→ Task prompt
A bare number is all that is needed: how many lines below contain the string "query"?

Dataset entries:
--------

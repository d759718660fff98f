//! Ingestion: decodes logs from the source queue and folds them into the
//! aggregate store, one at a time in arrival order.

use alloy::providers::Provider;
use alloy::rpc::types::Log;
use backon::{BackoffBuilder, ExponentialBuilder, Retryable};
use sqlx::SqlitePool;
use std::time::Duration;
use tokio::sync::mpsc;
use tracing::{debug, error, info, warn};

use crate::event::VaultEvent;
use crate::onchain::ChainError;
use crate::onchain::decode_log;
use crate::onchain::source::{LogSource, SourceItem};
use crate::store::{StoreError, cursor};

mod folder;
mod reorg;

pub use folder::{EventFolder, FoldError, FoldOutcome};
pub use reorg::RetractOutcome;

const LOG_QUEUE_CAPACITY: usize = 1_024;

fn get_fold_retry_strat() -> ExponentialBuilder {
    const FOLD_MAX_RETRIES: usize = 5;
    const FOLD_INITIAL_DELAY: Duration = Duration::from_millis(200);
    const FOLD_MAX_DELAY: Duration = Duration::from_secs(5);

    ExponentialBuilder::default()
        .with_max_times(FOLD_MAX_RETRIES)
        .with_min_delay(FOLD_INITIAL_DELAY)
        .with_max_delay(FOLD_MAX_DELAY)
        .with_jitter()
}

#[derive(Debug, thiserror::Error)]
pub(crate) enum IndexerError {
    #[error(transparent)]
    Chain(#[from] ChainError),
    #[error("failed to {action} vault log {tx_hash}:{log_index} at block {block_number}: {source}")]
    Fold {
        action: &'static str,
        tx_hash: alloy::primitives::TxHash,
        log_index: u64,
        block_number: u64,
        #[source]
        source: FoldError,
    },
}

impl IndexerError {
    fn fold(action: &'static str, event: &VaultEvent, source: FoldError) -> Self {
        Self::Fold {
            action,
            tx_hash: event.id.tx_hash,
            log_index: event.id.log_index,
            block_number: event.block_number,
            source,
        }
    }
}

/// Block the source should resume from: the last folded block, whose
/// already-stored logs fold as duplicates, or `start_block` on first run.
pub(crate) async fn resume_block(pool: &SqlitePool, start_block: u64) -> Result<u64, StoreError> {
    Ok(cursor::get(pool).await?.unwrap_or(start_block))
}

/// Runs the log source and the ingestion loop together until the source
/// stops and every log it delivered has been folded, or until a log cannot
/// be written to the store. In the latter case the caller restarts from the
/// cursor, which has not moved past the failed log.
pub(crate) async fn run<P: Provider + Clone>(
    source: LogSource<P>,
    folder: EventFolder,
    from_block: u64,
) -> Result<(), IndexerError> {
    let (items_tx, items_rx) = mpsc::channel(LOG_QUEUE_CAPACITY);

    info!(from_block, "Starting vault indexer");

    let ingestion = ingest(&folder, items_rx, get_fold_retry_strat());
    tokio::pin!(ingestion);

    let stop = tokio::select! {
        stop = source.run(from_block, items_tx) => stop,
        result = &mut ingestion => {
            // The source holds the sender, so ingestion only ends early when
            // a log could not be folded.
            result?;
            return Ok(());
        }
    };

    ingestion.await?;

    let stop = stop?;
    info!(?stop, "Vault indexer stopped");
    Ok(())
}

/// Folds queued logs in arrival order until the queue is closed and drained.
///
/// Undecodable logs and fold failures that leave the store consistent are
/// logged and skipped. Store failures are retried, then returned; every log
/// after the failed one stays unfolded so the cursor cannot pass it.
pub(crate) async fn ingest<B: BackoffBuilder + Clone>(
    folder: &EventFolder,
    mut items: mpsc::Receiver<SourceItem>,
    retry: B,
) -> Result<(), IndexerError> {
    while let Some(item) = items.recv().await {
        match item {
            SourceItem::Apply(log) => apply_log(folder, &log, &retry).await?,
            SourceItem::Retract(log) => retract_log(folder, &log, &retry).await?,
        }
    }

    info!("Log queue closed, ingestion finished");
    Ok(())
}

fn decode_or_skip(log: &Log, what: &str) -> Option<VaultEvent> {
    match decode_log(log) {
        Ok(event) => Some(event),
        Err(e) => {
            warn!(
                vault = %log.address(),
                tx_hash = ?log.transaction_hash,
                log_index = ?log.log_index,
                "Skipping undecodable {what} log: {e}"
            );
            None
        }
    }
}

async fn apply_log<B: BackoffBuilder + Clone>(
    folder: &EventFolder,
    log: &Log,
    retry: &B,
) -> Result<(), IndexerError> {
    let Some(event) = decode_or_skip(log, "vault") else {
        return Ok(());
    };

    let result = (|| folder.apply(&event))
        .retry(retry.clone().build())
        .when(FoldError::is_store_failure)
        .notify(|err, dur| {
            warn!(event_id = %event.id, "Retrying fold after store error: {err} (waiting {dur:?})");
        })
        .await;

    match result {
        Ok(FoldOutcome::Applied) => debug!(
            vault = %event.vault,
            event_id = %event.id,
            kind = event.kind.name(),
            "Folded vault event"
        ),
        Ok(FoldOutcome::Duplicate) => {}
        Err(e) if e.is_store_failure() => return Err(IndexerError::fold("apply", &event, e)),
        Err(e) => error!(
            vault = %event.vault,
            tx_hash = %event.id.tx_hash,
            log_index = event.id.log_index,
            kind = event.kind.name(),
            "Failed to fold vault event: {e}"
        ),
    }

    Ok(())
}

async fn retract_log<B: BackoffBuilder + Clone>(
    folder: &EventFolder,
    log: &Log,
    retry: &B,
) -> Result<(), IndexerError> {
    let Some(event) = decode_or_skip(log, "removed") else {
        return Ok(());
    };

    let result = (|| folder.retract(&event))
        .retry(retry.clone().build())
        .when(FoldError::is_store_failure)
        .notify(|err, dur| {
            warn!(event_id = %event.id, "Retrying retraction after store error: {err} (waiting {dur:?})");
        })
        .await;

    match result {
        Ok(_) => {}
        Err(e) if e.is_store_failure() => return Err(IndexerError::fold("retract", &event, e)),
        Err(e) => error!(
            vault = %event.vault,
            tx_hash = %event.id.tx_hash,
            log_index = event.id.log_index,
            kind = event.kind.name(),
            "Failed to retract vault event: {e}"
        ),
    }

    Ok(())
}

#[cfg(test)]
mod tests {
    use alloy::primitives::{Address, B256, I256, LogData, U256};
    use alloy::sol_types::SolEvent;
    use std::sync::Arc;

    use super::*;
    use crate::bindings::IYieldVault;
    use crate::onchain::mock::MockChainReader;
    use crate::onchain::vault::VaultReader;
    use crate::store::{balances, metrics};
    use crate::test_utils::{ALICE, TEST_VAULT, fast_retry_policy, log_with_data, setup_test_db};

    fn deposit_log(owner: Address, shares: U256, block_number: u64, log_index: u64) -> Log {
        log_with_data(
            IYieldVault::Deposit {
                sender: owner,
                owner,
                assets: shares,
                shares,
            }
            .encode_log_data(),
            block_number,
            log_index,
        )
    }

    fn removed(mut log: Log) -> Log {
        log.removed = true;
        log
    }

    fn test_retry_strategy() -> ExponentialBuilder {
        ExponentialBuilder::default()
            .with_max_times(2)
            .with_min_delay(Duration::from_millis(1))
            .with_max_delay(Duration::from_millis(5))
    }

    async fn folder_with_chain() -> (EventFolder, Arc<MockChainReader>) {
        let chain = Arc::new(MockChainReader::new());
        chain.set_totals(
            TEST_VAULT,
            U256::from(1_000_000_000_000_000_000_u128),
            U256::from(1_000_000_000_000_000_000_u128),
        );
        let vaults = VaultReader::new(chain.clone(), fast_retry_policy());
        (EventFolder::new(setup_test_db().await, vaults), chain)
    }

    async fn ingest_all(folder: &EventFolder, items: Vec<SourceItem>) -> Result<(), IndexerError> {
        let (items_tx, items_rx) = mpsc::channel(16);

        for item in items {
            items_tx.send(item).await.unwrap();
        }
        drop(items_tx);

        ingest(folder, items_rx, test_retry_strategy()).await
    }

    async fn shares_of(folder: &EventFolder, user: &Address) -> Option<I256> {
        balances::get(&folder.pool, user, &TEST_VAULT)
            .await
            .unwrap()
            .map(|balance| balance.shares)
    }

    #[tokio::test]
    async fn deposit_log_flows_through_to_balance_and_metrics() {
        let (folder, chain) = folder_with_chain().await;
        let one_token = U256::from(1_000_000_000_000_000_000_u128);

        ingest_all(&folder, vec![SourceItem::Apply(deposit_log(ALICE, one_token, 10, 0))])
            .await
            .unwrap();

        let balance = balances::get(&folder.pool, &ALICE, &TEST_VAULT)
            .await
            .unwrap()
            .unwrap();
        assert_eq!(balance.shares.to_string(), "1000000000000000000");

        assert_eq!(chain.calls_to::<IYieldVault::totalAssetsCall>(TEST_VAULT), 1);
        assert_eq!(chain.calls_to::<IYieldVault::totalSupplyCall>(TEST_VAULT), 1);
        let snapshot = metrics::get(&folder.pool, &TEST_VAULT).await.unwrap().unwrap();
        assert_eq!(snapshot.vault, TEST_VAULT);
        assert_eq!(snapshot.share_price, one_token);
    }

    #[tokio::test]
    async fn undecodable_log_is_skipped() {
        let (folder, _chain) = folder_with_chain().await;
        let unknown = log_with_data(
            LogData::new_unchecked(vec![B256::repeat_byte(0x42)], Default::default()),
            10,
            0,
        );

        ingest_all(
            &folder,
            vec![
                SourceItem::Apply(unknown),
                SourceItem::Apply(deposit_log(ALICE, U256::from(100), 10, 1)),
            ],
        )
        .await
        .unwrap();

        assert_eq!(shares_of(&folder, &ALICE).await, Some(I256::try_from(100).unwrap()));
    }

    #[tokio::test]
    async fn retraction_is_folded_before_queued_replacement() {
        let (folder, _chain) = folder_with_chain().await;
        let orphaned = deposit_log(ALICE, U256::from(100), 11, 0);
        ingest_all(&folder, vec![SourceItem::Apply(orphaned.clone())])
            .await
            .unwrap();

        // The replacement reuses the orphaned log's key with a new payload.
        let replacement = deposit_log(ALICE, U256::from(5), 11, 0);
        ingest_all(
            &folder,
            vec![
                SourceItem::Retract(removed(orphaned)),
                SourceItem::Apply(replacement),
            ],
        )
        .await
        .unwrap();

        assert_eq!(shares_of(&folder, &ALICE).await, Some(I256::try_from(5).unwrap()));
        assert_eq!(cursor::get(&folder.pool).await.unwrap(), Some(11));
    }

    #[tokio::test]
    async fn retraction_queued_behind_its_apply_undoes_it() {
        let (folder, _chain) = folder_with_chain().await;
        let orphaned = deposit_log(ALICE, U256::from(100), 11, 0);

        ingest_all(
            &folder,
            vec![
                SourceItem::Apply(orphaned.clone()),
                SourceItem::Retract(removed(orphaned)),
            ],
        )
        .await
        .unwrap();

        assert_eq!(shares_of(&folder, &ALICE).await, None);
        assert_eq!(cursor::get(&folder.pool).await.unwrap(), Some(10));
    }

    #[tokio::test]
    async fn store_failure_stops_ingestion_and_restart_refolds_the_log() {
        let (folder, _chain) = folder_with_chain().await;
        ingest_all(
            &folder,
            vec![SourceItem::Apply(deposit_log(ALICE, U256::from(1), 10, 0))],
        )
        .await
        .unwrap();

        let failing = deposit_log(ALICE, U256::from(100), 11, 0);
        let later = deposit_log(ALICE, U256::from(7), 12, 0);

        sqlx::query("ALTER TABLE deposits RENAME TO deposits_offline")
            .execute(&folder.pool)
            .await
            .unwrap();

        let error = ingest_all(
            &folder,
            vec![
                SourceItem::Apply(failing.clone()),
                SourceItem::Apply(later.clone()),
            ],
        )
        .await
        .unwrap_err();

        assert!(matches!(
            error,
            IndexerError::Fold { block_number: 11, ref source, .. } if source.is_store_failure()
        ));
        assert_eq!(cursor::get(&folder.pool).await.unwrap(), Some(10));

        sqlx::query("ALTER TABLE deposits_offline RENAME TO deposits")
            .execute(&folder.pool)
            .await
            .unwrap();

        // A restart re-reads from the cursor, so the failed log is delivered again.
        assert_eq!(resume_block(&folder.pool, 0).await.unwrap(), 10);
        ingest_all(
            &folder,
            vec![
                SourceItem::Apply(deposit_log(ALICE, U256::from(1), 10, 0)),
                SourceItem::Apply(failing),
                SourceItem::Apply(later),
            ],
        )
        .await
        .unwrap();

        assert_eq!(shares_of(&folder, &ALICE).await, Some(I256::try_from(108).unwrap()));
        assert_eq!(cursor::get(&folder.pool).await.unwrap(), Some(12));
    }

    #[tokio::test]
    async fn resume_block_prefers_cursor() {
        let (folder, _chain) = folder_with_chain().await;
        assert_eq!(resume_block(&folder.pool, 7).await.unwrap(), 7);

        ingest_all(
            &folder,
            vec![SourceItem::Apply(deposit_log(ALICE, U256::from(1), 42, 0))],
        )
        .await
        .unwrap();

        assert_eq!(resume_block(&folder.pool, 7).await.unwrap(), 42);
    }
}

--------

→ Result of this task
2